The combined entity's revenues are estimated at $4.2 billion with operations in 65 countries, 47 manufacturing facilities across five continents, and a significant platform of speciality and generic products marketed globally, including 629 ANDAs or abbreviated new drug applications.

Sun Pharma Managing Director Dilip Shanghvi, who had set up the company in Calcutta way back in 1983, said at a conference call: “There is very little product specific overlap between Ranbaxy and Sun products. So there is enormous amount of opportunity...It gives us leadership position in chronic therapy, in acute care, hospitals… In the US which is the largest market for Sun, we can now further strengthen, with many more ANDAs waiting approval and also first to file opportunities.”

Sanghvi, however, declined to put a timeframe on expected approvals for Ranbaxy's applications in the US.

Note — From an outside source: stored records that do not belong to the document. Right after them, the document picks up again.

//! FlowRisk CLI.
//!
//! Commands:
//! - `analyze`: run the analysis engine over a snapshot or mock data
//! - `generate`: write a seeded mock snapshot
//! - `timeline`: print the per-date risk score history
//! - `convert`: turn saved price/trend API payloads into a snapshot

use std::collections::HashMap;
use std::path::{Path, PathBuf};

use anyhow::{bail, Context, Result};
use chrono::{FixedOffset, NaiveDate, NaiveDateTime, Utc};
use clap::{Parser, Subcommand};
use tracing_subscriber::{layer::SubscriberExt, util::SubscriberInitExt, EnvFilter};

use flowrisk_core::analysis::{RiskOutcome, RiskPolicy, RiskScorer};
use flowrisk_core::data::naver::to_bizdate;
use flowrisk_core::data::{
    build_rows, merge_price_pages, FlowSnapshot, MockFlowGenerator, PriceRow, TrendRow,
};
use flowrisk_runner::{
    export_json, export_timeline_csv, load_records, risk_timeline, run_analysis, save_selected,
    AnalysisConfig, AnalysisReport,
};

const DEFAULT_LOG_FILTER: &str = "flowrisk=info,flowrisk_core=info,flowrisk_runner=info";
const KST_OFFSET_SECS: i32 = 9 * 3600;
const NAVER_SOURCE: &str = "Naver Mobile API";

#[derive(Parser)]
#[command(
    name = "flowrisk",
    about = "FlowRisk CLI: KOSPI financial-investment flow risk analysis"
)]
struct Cli {
    #[command(subcommand)]
    command: Commands,
}

#[derive(Subcommand)]
enum Commands {
    /// Analyze a flow snapshot (or mock data) and print the risk summary.
    Analyze {
        /// Path to a TOML config file. Flags below override it.
        #[arg(long)]
        config: Option<PathBuf>,

        /// Snapshot JSON or bare record array.
        #[arg(long)]
        data: Option<PathBuf>,

        /// Use seeded mock data when no data file is usable.
        #[arg(long, default_value_t = false)]
        synthetic: bool,

        /// Seed for mock data.
        #[arg(long)]
        seed: Option<u64>,

        /// Window start (YYYY-MM-DD).
        #[arg(long)]
        start: Option<NaiveDate>,

        /// Window end (YYYY-MM-DD).
        #[arg(long)]
        end: Option<NaiveDate>,

        /// Keep only the last N trading days of the window.
        #[arg(long)]
        last: Option<usize>,

        /// banded_streak, additive_multi_factor or five_level_gauge.
        #[arg(long)]
        policy: Option<RiskPolicy>,

        /// Save report.json / series.csv / streaks.csv / report.md here.
        #[arg(long)]
        output_dir: Option<PathBuf>,

        /// Print the full report as JSON instead of a summary.
        #[arg(long, default_value_t = false)]
        json: bool,
    },
    /// Write a seeded mock snapshot.
    Generate {
        #[arg(long)]
        start: NaiveDate,

        #[arg(long)]
        end: NaiveDate,

        #[arg(long, default_value_t = 42)]
        seed: u64,

        /// Probability of a financial-investment selling day (0..=0.95).
        #[arg(long)]
        sell_bias: Option<f64>,

        #[arg(long)]
        out: PathBuf,
    },
    /// Print the risk score as of every date.
    Timeline {
        #[arg(long)]
        data: Option<PathBuf>,

        #[arg(long, default_value_t = false)]
        synthetic: bool,

        #[arg(long, default_value_t = 42)]
        seed: u64,

        #[arg(long, default_value_t = RiskPolicy::BandedStreak)]
        policy: RiskPolicy,

        /// Skip dates with fewer records of history.
        #[arg(long, default_value_t = 5)]
        min_history: usize,

        /// Also write the timeline as CSV.
        #[arg(long)]
        csv: Option<PathBuf>,
    },
    /// Convert saved price/trend API payloads into a snapshot.
    Convert {
        /// JSON array of price rows.
        #[arg(long)]
        prices: PathBuf,

        /// JSON object mapping bizdate (YYYYMMDD) to trend payloads.
        #[arg(long)]
        trends: PathBuf,

        #[arg(long)]
        out: PathBuf,

        #[arg(long, default_value_t = 6)]
        refresh_hours: u32,
    },
}

fn main() -> Result<()> {
    tracing_subscriber::registry()
        .with(tracing_subscriber::fmt::layer().with_writer(std::io::stderr))
        .with(EnvFilter::try_from_default_env().unwrap_or_else(|_| DEFAULT_LOG_FILTER.into()))
        .init();

    let cli = Cli::parse();

    match cli.command {
        Commands::Analyze {
            config,
            data,
            synthetic,
            seed,
            start,
            end,
            last,
            policy,
            output_dir,
            json,
        } => {
            let mut cfg = match config {
                Some(path) => AnalysisConfig::from_file(&path)?,
                None => AnalysisConfig::default(),
            };
            if data.is_some() {
                cfg.data.path = data;
            }
            cfg.data.synthetic |= synthetic;
            if let Some(seed) = seed {
                cfg.data.seed = seed;
            }
            if start.is_some() {
                cfg.analysis.start_date = start;
            }
            if end.is_some() {
                cfg.analysis.end_date = end;
            }
            if last.is_some() {
                cfg.analysis.last_days = last;
            }
            if let Some(policy) = policy {
                cfg.analysis.policy = policy;
            }
            if output_dir.is_some() {
                cfg.report.output_dir = output_dir;
            }
            run_analyze_cmd(&cfg, json)
        }
        Commands::Generate {
            start,
            end,
            seed,
            sell_bias,
            out,
        } => run_generate(start, end, seed, sell_bias, &out),
        Commands::Timeline {
            data,
            synthetic,
            seed,
            policy,
            min_history,
            csv,
        } => run_timeline_cmd(data, synthetic, seed, policy, min_history, csv.as_deref()),
        Commands::Convert {
            prices,
            trends,
            out,
            refresh_hours,
        } => run_convert(&prices, &trends, &out, refresh_hours),
    }
}

fn run_analyze_cmd(cfg: &AnalysisConfig, json: bool) -> Result<()> {
    let report = run_analysis(cfg)?;

    if json {
        println!("{}", export_json(&report)?);
    } else {
        print_summary(&report);
    }

    if let Some(dir) = &cfg.report.output_dir {
        let run_dir = save_selected(&report, dir, &cfg.report)?;
        eprintln!("Artifacts saved to: {}", run_dir.display());
    }

    Ok(())
}

fn print_summary(report: &AnalysisReport) {
    let a = &report.analysis;
    println!("=== FlowRisk Analysis ===");
    println!(
        "Trading days:     {} of {} loaded",
        a.trading_days(),
        report.record_count
    );
    if let (Some(first), Some(last)) = (a.series.first(), a.series.last()) {
        println!("Window:           {} to {}", first.date, last.date);
    }
    if report.has_synthetic {
        println!("Data:             SYNTHETIC");
    }
    println!("Policy:           {}", report.policy);
    match &a.risk {
        RiskOutcome::Bounded(r) => println!("Risk:             {} (score {}/10)", r.label, r.score),
        RiskOutcome::Gauge(g) => {
            println!("Risk:             {} (level {}/5)", g.label, g.level.value())
        }
    }
    for factor in a.risk.factors() {
        println!("  - {factor}");
    }
    println!("Total net buy:    {:.0}", a.stats.total_net_buy);
    println!("Avg daily:        {:.1}", a.stats.average_daily_net_buy);
    println!(
        "Buy/sell days:    {} / {}",
        a.stats.net_buy_days, a.stats.net_sell_days
    );
    println!("Std dev:          {:.1}", a.stats.standard_deviation);
    println!(
        "Streaks:          current {}, longest {}, structural {}",
        a.streaks.current_streak, a.streaks.max_streak, a.streaks.structural_streak_count
    );
    println!("Dataset hash:     {}", &report.dataset_hash[..16.min(report.dataset_hash.len())]);
    for w in &report.warnings {
        println!("Warning:          {w}");
    }
}

fn run_generate(
    start: NaiveDate,
    end: NaiveDate,
    seed: u64,
    sell_bias: Option<f64>,
    out: &Path,
) -> Result<()> {
    let mut generator = MockFlowGenerator::new(seed);
    if let Some(bias) = sell_bias {
        if !(0.0..=1.0).contains(&bias) {
            bail!("--sell-bias {bias} outside [0, 1]");
        }
        generator = generator.with_sell_bias(bias);
    }
    let records = generator.generate(start, end);
    let count = records.len();

    let snapshot = FlowSnapshot::from_rows(
        records,
        format!("mock generator (seed {seed})"),
        0,
        now_kst()?,
    );
    write_snapshot(&snapshot, out)?;
    println!("Wrote {count} records to {}", out.display());
    Ok(())
}

fn run_timeline_cmd(
    data: Option<PathBuf>,
    synthetic: bool,
    seed: u64,
    policy: RiskPolicy,
    min_history: usize,
    csv_out: Option<&Path>,
) -> Result<()> {
    let mut cfg = AnalysisConfig::default();
    cfg.data.path = data;
    cfg.data.synthetic = synthetic;
    cfg.data.seed = seed;
    cfg.validate()?;

    let loaded = load_records(&cfg.load_options())?;
    let timeline = risk_timeline(&loaded.records, &RiskScorer::new(policy), min_history);

    println!("{:<12} {:>10} {:>7} {:>6}  Label", "Date", "FinInv", "Streak", "Score");
    for p in &timeline {
        println!(
            "{:<12} {:>10.0} {:>7} {:>6}  {}",
            p.date.to_string(),
            p.financial_investment,
            p.current_streak,
            p.risk.score(),
            p.risk.label()
        );
    }

    if let Some(path) = csv_out {
        std::fs::write(path, export_timeline_csv(&timeline)?)
            .with_context(|| format!("failed to write {}", path.display()))?;
        eprintln!("Timeline saved to: {}", path.display());
    }
    Ok(())
}

fn run_convert(prices: &Path, trends: &Path, out: &Path, refresh_hours: u32) -> Result<()> {
    let price_rows: Vec<PriceRow> = read_json(prices)?;
    let trend_rows: HashMap<String, TrendRow> = read_json(trends)?;
    let total = price_rows.len();

    let merged = merge_price_pages([price_rows]);
    if merged.is_empty() {
        bail!("no dated price rows in {}", prices.display());
    }
    let dropped = total - merged.len();
    if dropped > 0 {
        tracing::warn!(dropped, "dropped undated or repeated price rows");
    }
    let missing = merged
        .iter()
        .filter_map(|p| p.local_traded_at)
        .filter(|date| !trend_rows.contains_key(&to_bizdate(*date)))
        .count();
    let rows = build_rows(&merged, &trend_rows);
    if missing > 0 {
        tracing::warn!(missing, "dates without trend data were filled with zero flows");
    }

    let count = rows.len();
    let snapshot = FlowSnapshot::from_rows(rows, NAVER_SOURCE, refresh_hours, now_kst()?);
    write_snapshot(&snapshot, out)?;
    println!("Wrote {count} records to {}", out.display());
    Ok(())
}

fn read_json<T: serde::de::DeserializeOwned>(path: &Path) -> Result<T> {
    let content = std::fs::read_to_string(path)
        .with_context(|| format!("failed to read {}", path.display()))?;
    serde_json::from_str(&content).with_context(|| format!("failed to parse {}", path.display()))
}

fn write_snapshot(snapshot: &FlowSnapshot, out: &Path) -> Result<()> {
    if let Some(parent) = out.parent().filter(|p| !p.as_os_str().is_empty()) {
        std::fs::create_dir_all(parent)
            .with_context(|| format!("failed to create {}", parent.display()))?;
    }
    std::fs::write(out, snapshot.to_json_pretty()?)
        .with_context(|| format!("failed to write {}", out.display()))
}

fn now_kst() -> Result<NaiveDateTime> {
    let kst = FixedOffset::east_opt(KST_OFFSET_SECS).context("invalid KST offset")?;
    Ok(Utc::now().with_timezone(&kst).naive_local())
}
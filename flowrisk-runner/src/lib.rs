//! FlowRisk Runner: analysis orchestration, risk timelines, artifact export.
//!
//! This crate builds on `flowrisk-core` to provide:
//! - TOML analysis configuration
//! - Record loading with snapshot/array/synthetic fallback and dataset hashing
//! - Single-run analysis producing a schema-versioned report
//! - Parallel per-date risk timelines
//! - JSON, CSV and Markdown export

pub mod config;
pub mod export;
pub mod loader;
pub mod markdown;
pub mod runner;
pub mod timeline;

pub use config::{AnalysisConfig, ConfigError, DataConfig, ReportConfig, WindowConfig};
pub use export::{
    export_json, export_series_csv, export_streaks_csv, export_timeline_csv, import_json,
    load_artifacts, save_artifacts, save_selected,
};
pub use loader::{compute_dataset_hash, load_file, load_records, DataSource, LoadError, LoadOptions, LoadedData};
pub use markdown::MarkdownReport;
pub use runner::{analyze_loaded, run_analysis, AnalysisReport, RunError, SCHEMA_VERSION};
pub use timeline::{risk_timeline, TimelinePoint};
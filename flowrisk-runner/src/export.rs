//! Reporting and export: JSON, CSV, and Markdown artifact generation.
//!
//! All persisted JSON includes a `schema_version` field. Newer versions are
//! rejected on load.

use std::path::{Path, PathBuf};

use anyhow::{bail, Context, Result};
use tracing::info;

use flowrisk_core::analysis::{FlowPoint, StreakAnalysis};

use crate::config::ReportConfig;
use crate::markdown::MarkdownReport;
use crate::runner::{AnalysisReport, SCHEMA_VERSION};
use crate::timeline::TimelinePoint;

// ─── JSON export ────────────────────────────────────────────────────

/// Serialize an `AnalysisReport` to pretty JSON.
pub fn export_json(report: &AnalysisReport) -> Result<String> {
    serde_json::to_string_pretty(report).context("failed to serialize AnalysisReport to JSON")
}

/// Deserialize an `AnalysisReport`, rejecting unknown schema versions.
pub fn import_json(json: &str) -> Result<AnalysisReport> {
    let report: AnalysisReport =
        serde_json::from_str(json).context("failed to deserialize AnalysisReport from JSON")?;
    if report.schema_version > SCHEMA_VERSION {
        bail!(
            "unsupported schema version {} (max supported: {})",
            report.schema_version,
            SCHEMA_VERSION
        );
    }
    Ok(report)
}

// ─── CSV export ─────────────────────────────────────────────────────

fn opt(v: Option<f64>) -> String {
    v.map(|x| format!("{x:.2}")).unwrap_or_default()
}

fn finish_csv(wtr: csv::Writer<Vec<u8>>) -> Result<String> {
    let data = wtr.into_inner().context("failed to flush CSV writer")?;
    String::from_utf8(data).context("CSV output is not valid UTF-8")
}

/// Export the chart series.
///
/// Columns: date, value, cumulative, ma5, ma20, is_sell. Missing moving
/// averages are empty cells.
pub fn export_series_csv(series: &[FlowPoint]) -> Result<String> {
    let mut wtr = csv::Writer::from_writer(vec![]);
    wtr.write_record(["date", "value", "cumulative", "ma5", "ma20", "is_sell"])?;
    for p in series {
        wtr.write_record([
            &p.date.to_string(),
            &format!("{:.2}", p.value),
            &format!("{:.2}", p.cumulative),
            &opt(p.ma5),
            &opt(p.ma20),
            &p.is_sell.to_string(),
        ])?;
    }
    finish_csv(wtr)
}

/// Export structural streaks, longest first.
pub fn export_streaks_csv(streaks: &StreakAnalysis) -> Result<String> {
    let mut wtr = csv::Writer::from_writer(vec![]);
    wtr.write_record(["start_date", "end_date", "days", "total_amount"])?;
    for s in &streaks.streaks {
        wtr.write_record([
            &s.start_date.to_string(),
            &s.end_date.to_string(),
            &s.days.to_string(),
            &format!("{:.2}", s.total_amount),
        ])?;
    }
    finish_csv(wtr)
}

/// Export a risk timeline.
///
/// Columns: date, history, financial_investment, current_streak, score, label.
pub fn export_timeline_csv(timeline: &[TimelinePoint]) -> Result<String> {
    let mut wtr = csv::Writer::from_writer(vec![]);
    wtr.write_record([
        "date",
        "history",
        "financial_investment",
        "current_streak",
        "score",
        "label",
    ])?;
    for p in timeline {
        wtr.write_record([
            &p.date.to_string(),
            &p.history.to_string(),
            &format!("{:.2}", p.financial_investment),
            &p.current_streak.to_string(),
            &p.risk.score().to_string(),
            &p.risk.label().to_string(),
        ])?;
    }
    finish_csv(wtr)
}

// ─── Artifact bundle ────────────────────────────────────────────────

/// Save every artifact for one run. See [`save_selected`].
pub fn save_artifacts(report: &AnalysisReport, output_dir: &Path) -> Result<PathBuf> {
    save_selected(report, output_dir, &ReportConfig::default())
}

/// Save the artifact set for one run.
///
/// Creates `{policy}_{timestamp}/` under `output_dir` containing
/// `report.json` always, plus `series.csv` and `streaks.csv` when `csv` is
/// set and `report.md` when `markdown` is set.
///
/// Returns the path to the created directory.
pub fn save_selected(
    report: &AnalysisReport,
    output_dir: &Path,
    opts: &ReportConfig,
) -> Result<PathBuf> {
    let dirname = format!(
        "{}_{}",
        report.policy,
        chrono::Local::now().format("%Y%m%d_%H%M%S")
    );
    let run_dir = output_dir.join(dirname);
    std::fs::create_dir_all(&run_dir)
        .with_context(|| format!("failed to create artifact dir: {}", run_dir.display()))?;

    write(&run_dir.join("report.json"), &export_json(report)?)?;

    if opts.csv {
        write(
            &run_dir.join("series.csv"),
            &export_series_csv(&report.analysis.series)?,
        )?;
        write(
            &run_dir.join("streaks.csv"),
            &export_streaks_csv(&report.analysis.streaks)?,
        )?;
    }

    if opts.markdown {
        write(&run_dir.join("report.md"), &MarkdownReport::generate(report))?;
    }

    info!(dir = %run_dir.display(), "artifacts saved");
    Ok(run_dir)
}

/// Load an `AnalysisReport` from an artifact directory's report.json.
pub fn load_artifacts(dir: &Path) -> Result<AnalysisReport> {
    let path = dir.join("report.json");
    let json = std::fs::read_to_string(&path)
        .with_context(|| format!("failed to read {}", path.display()))?;
    import_json(&json)
}

fn write(path: &Path, content: &str) -> Result<()> {
    std::fs::write(path, content).with_context(|| format!("failed to write {}", path.display()))
}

“The first important issue for us is to focus on is to achieve compliance. Only once the facility is re-certified we can look at new product approvals from this facility...all I can is promise is that it would be the most important thing for the management to achieve compliance,” Sanghvi said.

When asked about premium paid despite issues faced by Ranbaxy in the US, he said: “We'll have to look at the overall business and not at any temporary one time cost ...we believe that valuation is justified and I am confident of future for combined shareholders...

“...the quality of business of Ranbaxy from whatever we have seen is no way inferior to the quality of Sun Pharma. So it should be possible for us to find a way to make the biz profitable. How long will it is a matter of time.”

In 2013, Ranbaxy agreed to pay a $500 million fine after pleading guilty to felony charges over manufacturing and distribution of adulterated drugs in the US.

Sun Pharma said it expected to realise revenue and operating synergies of $250 million by the third year post closing of the transaction. These synergies are expected to result primarily from top line growth, efficient procurement and supply chain efficiencies.

Ranbaxy MD and CEO Arun Sahwney said the transaction brings significant value to all Ranbaxy shareholders.

The proposed transaction has been unanimously approved by the Boards of Directors of Sun Pharma, Ranbaxy and Daiichi Sankyo.

The deal will need approval by majority in number representing 75 per cent in value of the shares present and voting at the shareholder meetings of each of Sun Pharma and Ranbaxy.

On the relationship with Daiichi, Sanghvi said: “We think that the transaction not only gives us an opportunity to grow our business but also to do partnership with a global company with significant technical capability and strength and we continue to be strategic partners for Daiichi and all the agreements we have with them for the Indian market will continue to be maintained.

Daiichi Sankyo will also have an independent director on Sun Pharma board, so that gives that connectivity and that linkage would be used to strengthen the relationship going forward, he added.